Thursday, April 27, 2006

Shared Electronic Health Records are Not Easy

A day or so an interesting report appeared in the web magazine ehiprimarycare.com revealing that the plans for the Shared Electronic Health Record (SEHR) for the NHS spine had been significantly scaled back. To quote the relevant section:

"Dr Gillian Braunold, one of CfH’s national clinical leads for general practice, said major diagnoses and major procedures will no longer be included in the initial upload to the spine, a change in policy from proposals issued by CfH in the autumn.

She told EHI Primary Care: “We feel it is sensible to limit the initial record to just prescriptions and allergies because we want to make sure each set of records is fully correct. The profession felt strongly that although globally a practice might feel its records were good it was important to look at each set of records before they went up.”

This outcome can only serve to remind us just how difficult it can be to come up with a useful SEHR and to ensure the accuracy and utility of the data held as well as address all the other issues that arise (privacy, security etc).

Australia’s effort in this regard, termed HealthConnect, presently has a rather ambiguous status.
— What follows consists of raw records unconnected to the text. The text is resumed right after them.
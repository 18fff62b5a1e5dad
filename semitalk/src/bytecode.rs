//! Instruction words.
//!
//! Every instruction is one 32-bit word: `op:u8 | small:u8 | large:u16`,
//! most significant byte first. `small` carries counts, `large` carries
//! literal, variable and jump indices.

use std::fmt;

use crate::error::VmError;

#[derive(Debug, Clone, Copy, PartialEq, Eq)]
#[repr(u8)]
pub enum Op {
    Nop = 0x00,
    PushSelf = 0x01,
    PushNil = 0x02,
    PushFalse = 0x03,
    PushTrue = 0x04,
    Dup = 0x05,
    Drop = 0x06,
    /// Return top of stack from the home method context.
    ReturnMethod = 0x07,
    /// Return top of stack from the active block context to its caller.
    ReturnBlock = 0x08,
    /// Operands: `large` = literal index
    PushConst = 0x09,
    /// Push the value of the global association at literal `large`.
    PushGlobal = 0x0A,
    StoreGlobal = 0x0B,
    /// Operands: `large` = instance variable index
    PushInstance = 0x0C,
    StoreInstance = 0x0D,
    PushArg = 0x0E,
    PushTemp = 0x0F,
    StoreTemp = 0x10,
    /// Create a block context whose body starts after the following jump.
    /// Operands: `small` = argument count, `large` = stack size
    PushBlock = 0x11,
    /// Operands: `small` = argument count, `large` = selector literal
    Send = 0x12,
    SendSuper = 0x13,
    /// Operands: `small` = argument count including receiver,
    /// `large` = primitive number
    Primitive = 0x14,
    /// Operands: `large` = absolute target
    Jump = 0x15,
}

impl TryFrom<u8> for Op {
    type Error = VmError;

    fn try_from(byte: u8) -> Result<Self, VmError> {
        let op = match byte {
            0x00 => Op::Nop,
            0x01 => Op::PushSelf,
            0x02 => Op::PushNil,
            0x03 => Op::PushFalse,
            0x04 => Op::PushTrue,
            0x05 => Op::Dup,
            0x06 => Op::Drop,
            0x07 => Op::ReturnMethod,
            0x08 => Op::ReturnBlock,
            0x09 => Op::PushConst,
            0x0A => Op::PushGlobal,
            0x0B => Op::StoreGlobal,
            0x0C => Op::PushInstance,
            0x0D => Op::StoreInstance,
            0x0E => Op::PushArg,
            0x0F => Op::PushTemp,
            0x10 => Op::StoreTemp,
            0x11 => Op::PushBlock,
            0x12 => Op::Send,
            0x13 => Op::SendSuper,
            0x14 => Op::Primitive,
            0x15 => Op::Jump,
            other => return Err(VmError::IllegalOpcode(other)),
        };
        Ok(op)
    }
}

#[derive(Debug, Clone, Copy, PartialEq, Eq)]
pub enum Instruction {
    Nop,
    PushSelf,
    PushNil,
    PushFalse,
    PushTrue,
    Dup,
    Drop,
    ReturnMethod,
    ReturnBlock,
    PushConst { literal: u16 },
    PushGlobal { literal: u16 },
    StoreGlobal { literal: u16 },
    PushInstance { index: u16 },
    StoreInstance { index: u16 },
    PushArg { index: u16 },
    PushTemp { index: u16 },
    StoreTemp { index: u16 },
    PushBlock { argc: u8, stack_size: u16 },
    Send { argc: u8, selector: u16 },
    SendSuper { argc: u8, selector: u16 },
    Primitive { argc: u8, number: u16 },
    Jump { target: u16 },
}

#[inline]
fn pack(op: Op, small: u8, large: u16) -> u32 {
    (op as u32) << 24 | (small as u32) << 16 | large as u32
}

impl Instruction {
    pub fn op(&self) -> Op {
        match self {
            Self::Nop => Op::Nop,
            Self::PushSelf => Op::PushSelf,
            Self::PushNil => Op::PushNil,
            Self::PushFalse => Op::PushFalse,
            Self::PushTrue => Op::PushTrue,
            Self::Dup => Op::Dup,
            Self::Drop => Op::Drop,
            Self::ReturnMethod => Op::ReturnMethod,
            Self::ReturnBlock => Op::ReturnBlock,
            Self::PushConst { .. } => Op::PushConst,
            Self::PushGlobal { .. } => Op::PushGlobal,
            Self::StoreGlobal { .. } => Op::StoreGlobal,
            Self::PushInstance { .. } => Op::PushInstance,
            Self::StoreInstance { .. } => Op::StoreInstance,
            Self::PushArg { .. } => Op::PushArg,
            Self::PushTemp { .. } => Op::PushTemp,
            Self::StoreTemp { .. } => Op::StoreTemp,
            Self::PushBlock { .. } => Op::PushBlock,
            Self::Send { .. } => Op::Send,
            Self::SendSuper { .. } => Op::SendSuper,
            Self::Primitive { .. } => Op::Primitive,
            Self::Jump { .. } => Op::Jump,
        }
    }

    pub fn encode(&self) -> u32 {
        let (small, large) = match *self {
            Self::PushConst { literal }
            | Self::PushGlobal { literal }
            | Self::StoreGlobal { literal } => (0, literal),
            Self::PushInstance { index }
            | Self::StoreInstance { index }
            | Self::PushArg { index }
            | Self::PushTemp { index }
            | Self::StoreTemp { index } => (0, index),
            Self::PushBlock { argc, stack_size } => (argc, stack_size),
            Self::Send { argc, selector } | Self::SendSuper { argc, selector } => (argc, selector),
            Self::Primitive { argc, number } => (argc, number),
            Self::Jump { target } => (0, target),
            _ => (0, 0),
        };
        pack(self.op(), small, large)
    }

    pub fn decode(word: u32) -> Result<Self, VmError> {
        let op = Op::try_from((word >> 24) as u8)?;
        let small = (word >> 16) as u8;
        let large = word as u16;
        let instruction = match op {
            Op::Nop => Self::Nop,
            Op::PushSelf => Self::PushSelf,
            Op::PushNil => Self::PushNil,
            Op::PushFalse => Self::PushFalse,
            Op::PushTrue => Self::PushTrue,
            Op::Dup => Self::Dup,
            Op::Drop => Self::Drop,
            Op::ReturnMethod => Self::ReturnMethod,
            Op::ReturnBlock => Self::ReturnBlock,
            Op::PushConst => Self::PushConst { literal: large },
            Op::PushGlobal => Self::PushGlobal { literal: large },
            Op::StoreGlobal => Self::StoreGlobal { literal: large },
            Op::PushInstance => Self::PushInstance { index: large },
            Op::StoreInstance => Self::StoreInstance { index: large },
            Op::PushArg => Self::PushArg { index: large },
            Op::PushTemp => Self::PushTemp { index: large },
            Op::StoreTemp => Self::StoreTemp { index: large },
            Op::PushBlock => Self::PushBlock {
                argc: small,
                stack_size: large,
            },
            Op::Send => Self::Send {
                argc: small,
                selector: large,
            },
            Op::SendSuper => Self::SendSuper {
                argc: small,
                selector: large,
            },
            Op::Primitive => Self::Primitive {
                argc: small,
                number: large,
            },
            Op::Jump => Self::Jump { target: large },
        };
        Ok(instruction)
    }

    /// Net operand stack effect, used to size method and block stacks.
    /// Block creation and jumps are accounted for by the code generator.
    pub fn stack_effect(&self) -> isize {
        match *self {
            Self::Nop | Self::Jump { .. } => 0,
            Self::PushSelf
            | Self::PushNil
            | Self::PushFalse
            | Self::PushTrue
            | Self::Dup
            | Self::PushConst { .. }
            | Self::PushGlobal { .. }
            | Self::PushInstance { .. }
            | Self::PushArg { .. }
            | Self::PushTemp { .. }
            | Self::PushBlock { .. } => 1,
            Self::Drop
            | Self::ReturnMethod
            | Self::ReturnBlock
            | Self::StoreGlobal { .. }
            | Self::StoreInstance { .. }
            | Self::StoreTemp { .. } => -1,
            Self::Send { argc, .. } | Self::SendSuper { argc, .. } => -(argc as isize),
            Self::Primitive { argc, .. } => 1 - argc as isize,
        }
    }
}

impl fmt::Display for Instruction {
    fn fmt(&self, f: &mut fmt::Formatter<'_>) -> fmt::Result {
        match self {
            Self::Nop => write!(f, "Nop"),
            Self::PushSelf => write!(f, "PushSelf"),
            Self::PushNil => write!(f, "PushNil"),
            Self::PushFalse => write!(f, "PushFalse"),
            Self::PushTrue => write!(f, "PushTrue"),
            Self::Dup => write!(f, "Dup"),
            Self::Drop => write!(f, "Drop"),
            Self::ReturnMethod => write!(f, "ReturnMethod"),
            Self::ReturnBlock => write!(f, "ReturnBlock"),
            Self::PushConst { literal } => write!(f, "PushConst #{literal}"),
            Self::PushGlobal { literal } => write!(f, "PushGlobal #{literal}"),
            Self::StoreGlobal { literal } => write!(f, "StoreGlobal #{literal}"),
            Self::PushInstance { index } => write!(f, "PushInstance {index}"),
            Self::StoreInstance { index } => write!(f, "StoreInstance {index}"),
            Self::PushArg { index } => write!(f, "PushArg {index}"),
            Self::PushTemp { index } => write!(f, "PushTemp {index}"),
            Self::StoreTemp { index } => write!(f, "StoreTemp {index}"),
            Self::PushBlock { argc, stack_size } => {
                write!(f, "PushBlock {argc} [{stack_size}]")
            }
            Self::Send { argc, selector } => write!(f, "Send {argc} #{selector}"),
            Self::SendSuper { argc, selector } => {
                write!(f, "SendSuper {argc} #{selector}")
            }
            Self::Primitive { argc, number } => write!(f, "Primitive {number} ({argc})"),
            Self::Jump { target } => write!(f, "Jump @{target}"),
        }
    }
}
While it has not officially been killed off, it now seems highly likely that it will not be built as originally conceived. This conception was of a large centralised repository which held an initial patient record (with standardised content) and then a series of “event summaries” which were created each time an individual had an encounter with the health system. Over time the event summaries were to form a longitudinal health record which lasted the patient’s life.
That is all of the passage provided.